*Activity*. Scan the data, and whenever a line contains "precision", copy it.

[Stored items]
---------------
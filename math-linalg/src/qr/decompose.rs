//! QR decomposition
//!
//! A = Q·R with Q the Gram-Schmidt orthonormal basis of A's columns and
//! R = Qᵗ·A, upper triangular because column c of A only has components along
//! the first c + 1 basis vectors.

use crate::dense::DenseOps;
use crate::display::format_matrix;
use crate::error::{LinalgError, Result};
use crate::qr::QrConfig;
use crate::qr::gram_schmidt::gram_schmidt_orthonormalize_with;
use crate::traits::{LinearAlgebraOps, RealField};
use ndarray::{Array1, Array2};

/// Result of a QR decomposition
#[derive(Debug, Clone, PartialEq)]
pub struct QrDecomposition<T: RealField> {
    /// Orthonormal factor, same shape as A (n x m)
    pub q: Array2<T>,
    /// Upper triangular factor (m x m)
    pub r: Array2<T>,
}

impl<T: RealField> QrDecomposition<T> {
    /// Number of equations (rows of A)
    pub fn nrows(&self) -> usize {
        self.q.nrows()
    }

    /// Number of unknowns (columns of A)
    pub fn ncols(&self) -> usize {
        self.q.ncols()
    }

    /// Q·R, which reproduces A up to rounding
    pub fn reconstruct<O: LinearAlgebraOps<T>>(&self, ops: &O) -> Result<Array2<T>> {
        ops.matmul(&self.q, &self.r)
    }

    /// Largest entry of |Qᵗ·Q - I|
    pub fn orthonormality_defect<O: LinearAlgebraOps<T>>(&self, ops: &O) -> Result<T> {
        let qtq = ops.matmul(&ops.transpose(&self.q), &self.q)?;
        Ok(identity_defect(&qtq))
    }

    /// Solve A·x = b with the stored factors: x = R⁻¹·(Qᵗ·b)
    pub fn solve<O: LinearAlgebraOps<T>>(&self, ops: &O, b: &Array1<T>) -> Result<Array1<T>> {
        self.solve_with(ops, b, &QrConfig::default())
    }

    /// Same as [`QrDecomposition::solve`], reporting R⁻¹ and R·R⁻¹ at the
    /// configured log level
    pub fn solve_with<O: LinearAlgebraOps<T>>(
        &self,
        ops: &O,
        b: &Array1<T>,
        config: &QrConfig<T>,
    ) -> Result<Array1<T>> {
        if b.len() != self.nrows() {
            return Err(LinalgError::ShapeMismatch {
                context: "right-hand side length",
                expected: self.nrows(),
                got: b.len(),
            });
        }

        // C = Qᵗ·b, one entry per unknown
        let c = ops.matvec(&ops.transpose(&self.q), b)?;
        let r_inverse = ops.inverse(&self.r)?;

        let level = config.report_level();
        if log::log_enabled!(level) {
            log::log!(
                level,
                "{}",
                format_matrix(&r_inverse, "Inverse R matrix:", config.precision)
            );
            if let Ok(identity) = ops.matmul(&self.r, &r_inverse) {
                log::log!(
                    level,
                    "{}",
                    format_matrix(&identity, "R@R-1 = I matrix:", config.precision)
                );
            }
        }

        ops.matvec(&r_inverse, &c)
    }
}

/// Largest absolute deviation of a square matrix from the identity
fn identity_defect<T: RealField>(m: &Array2<T>) -> T {
    m.indexed_iter()
        .map(|((i, j), &v)| {
            let expected = if i == j { T::one() } else { T::zero() };
            (v - expected).abs()
        })
        .fold(T::zero(), |acc, d| acc.max(d))
}

/// QR decomposition of `a` with an explicit backend and configuration.
///
/// `a` must have at least one column and no more columns than rows.
pub fn qr_decompose_with<T, O>(
    ops: &O,
    a: &Array2<T>,
    config: &QrConfig<T>,
) -> Result<QrDecomposition<T>>
where
    T: RealField,
    O: LinearAlgebraOps<T>,
{
    let (n, m) = a.dim();
    if n == 0 || m == 0 {
        return Err(LinalgError::ShapeMismatch {
            context: "QR input must be non-empty",
            expected: 1,
            got: 0,
        });
    }
    if m > n {
        return Err(LinalgError::ShapeMismatch {
            context: "QR needs at least as many rows as columns",
            expected: n,
            got: m,
        });
    }

    let q = gram_schmidt_orthonormalize_with(ops, a, config)?;
    let r = ops.matmul(&ops.transpose(&q), a)?;
    let decomposition = QrDecomposition { q, r };

    if config.check_orthonormality {
        let defect = decomposition.orthonormality_defect(ops)?;
        log::debug!(
            "QR: max |Q^T Q - I| = {:e}",
            defect.to_f64().unwrap_or(f64::NAN)
        );
        if defect > config.orthonormality_tolerance {
            log::warn!(
                "QR: Q lost orthonormality (max |Q^T Q - I| = {:e}, tolerance {:e}); input is ill-conditioned",
                defect.to_f64().unwrap_or(f64::NAN),
                config.orthonormality_tolerance.to_f64().unwrap_or(f64::NAN)
            );
        }
    }

    Ok(decomposition)
}

/// QR decomposition of `a` with the dense backend and default configuration.
///
/// # Example
///
/// ```
/// use math_linalg::qr_decompose;
/// use ndarray::array;
///
/// let a = array![[1.0_f64, 1.0], [0.0, 1.0], [1.0, 0.0]];
/// let qr = qr_decompose(&a).unwrap();
/// assert_eq!(qr.q.dim(), (3, 2));
/// assert_eq!(qr.r.dim(), (2, 2));
/// assert!(qr.r[[1, 0]].abs() < 1e-12);
/// ```
pub fn qr_decompose<T: RealField>(a: &Array2<T>) -> Result<QrDecomposition<T>> {
    qr_decompose_with(&DenseOps, a, &QrConfig::default())
}

#[cfg(test)]
mod tests {
    use super::*;
    use approx::assert_relative_eq;
    use ndarray::array;

    #[test]
    fn test_qr_reconstructs_a() {
        let a = array![[12.0_f64, -51.0, 4.0], [6.0, 167.0, -68.0], [-4.0, 24.0, -41.0]];
        let qr = qr_decompose(&a).unwrap();
        let qr_product = qr.reconstruct(&DenseOps).unwrap();

        for ((i, j), &v) in a.indexed_iter() {
            assert_relative_eq!(qr_product[[i, j]], v, epsilon = 1e-9);
        }
    }

    #[test]
    fn test_qr_known_factors() {
        // Classic textbook example: R = [[14, 21, -14], [0, 175, -70], [0, 0, 35]]
        let a = array![[12.0_f64, -51.0, 4.0], [6.0, 167.0, -68.0], [-4.0, 24.0, -41.0]];
        let qr = qr_decompose(&a).unwrap();

        let expected_r = array![[14.0, 21.0, -14.0], [0.0, 175.0, -70.0], [0.0, 0.0, 35.0]];
        for ((i, j), &v) in expected_r.indexed_iter() {
            assert_relative_eq!(qr.r[[i, j]], v, epsilon = 1e-9);
        }
        assert_relative_eq!(qr.q[[0, 0]], 6.0 / 7.0, epsilon = 1e-12);
        assert_relative_eq!(qr.q[[1, 0]], 3.0 / 7.0, epsilon = 1e-12);
        assert_relative_eq!(qr.q[[2, 0]], -2.0 / 7.0, epsilon = 1e-12);
    }

    #[test]
    fn test_r_is_upper_triangular() {
        let a = array![
            [1.0_f64, 2.0, 0.0],
            [2.0, -1.0, 3.0],
            [0.0, 1.0, 1.0],
            [1.0, 1.0, 1.0]
        ];
        let qr = qr_decompose(&a).unwrap();

        for i in 0..3 {
            for j in 0..i {
                assert_relative_eq!(qr.r[[i, j]], 0.0, epsilon = 1e-12);
            }
        }
        assert!(qr.orthonormality_defect(&DenseOps).unwrap() < 1e-12);
    }

    #[test]
    fn test_qr_is_idempotent() {
        let a = array![[2.0_f64, 1.0], [1.0, 3.0], [0.5, -1.0]];
        let first = qr_decompose(&a).unwrap();
        let second = qr_decompose(&a).unwrap();
        assert_eq!(first, second);
    }

    #[test]
    fn test_qr_rejects_wide_matrix() {
        let a = array![[1.0_f64, 2.0, 3.0], [4.0, 5.0, 6.0]];
        let err = qr_decompose(&a).unwrap_err();
        assert_eq!(
            err,
            LinalgError::ShapeMismatch {
                context: "QR needs at least as many rows as columns",
                expected: 2,
                got: 3,
            }
        );
    }

    #[test]
    fn test_qr_rejects_empty() {
        let a = Array2::<f64>::zeros((3, 0));
        assert!(qr_decompose(&a).unwrap_err().is_shape_error());
    }

    #[test]
    fn test_qr_degenerate_input() {
        let a = array![[1.0_f64, 2.0], [2.0, 4.0], [3.0, 6.0]];
        assert!(qr_decompose(&a).unwrap_err().is_degenerate());
    }

    #[test]
    fn test_check_orthonormality_keeps_result() {
        let a = array![[4.0_f64, 1.0], [2.0, 3.0]];
        let checked = QrConfig {
            check_orthonormality: true,
            ..QrConfig::default()
        };
        let plain = qr_decompose(&a).unwrap();
        let with_check = qr_decompose_with(&DenseOps, &a, &checked).unwrap();
        assert_eq!(plain, with_check);
    }

    #[test]
    fn test_solve_rhs_length() {
        let a = array![[1.0_f64, 0.0], [0.0, 1.0]];
        let qr = qr_decompose(&a).unwrap();
        let err = qr.solve(&DenseOps, &array![1.0, 2.0, 3.0]).unwrap_err();
        assert!(err.is_shape_error());
    }

    #[test]
    fn test_solve_several_rhs() {
        let a = array![[3.0_f64, 1.0], [1.0, 2.0]];
        let qr = qr_decompose(&a).unwrap();

        for b in [array![9.0_f64, 8.0], array![1.0, 0.0]] {
            let x = qr.solve(&DenseOps, &b).unwrap();
            let ax = a.dot(&x);
            assert_relative_eq!(ax[0], b[0], epsilon = 1e-12);
            assert_relative_eq!(ax[1], b[1], epsilon = 1e-12);
        }
    }

    #[test]
    fn test_identity_defect() {
        let m = array![[1.0_f64, 0.25], [0.0, 0.5]];
        assert_relative_eq!(identity_defect(&m), 0.5);
    }
}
---------------
*Answer for the task*.
                format_matrix(&r_inverse, "Inverse R matrix:", config.precision)
                    format_matrix(&identity, "R@R-1 = I matrix:", config.precision)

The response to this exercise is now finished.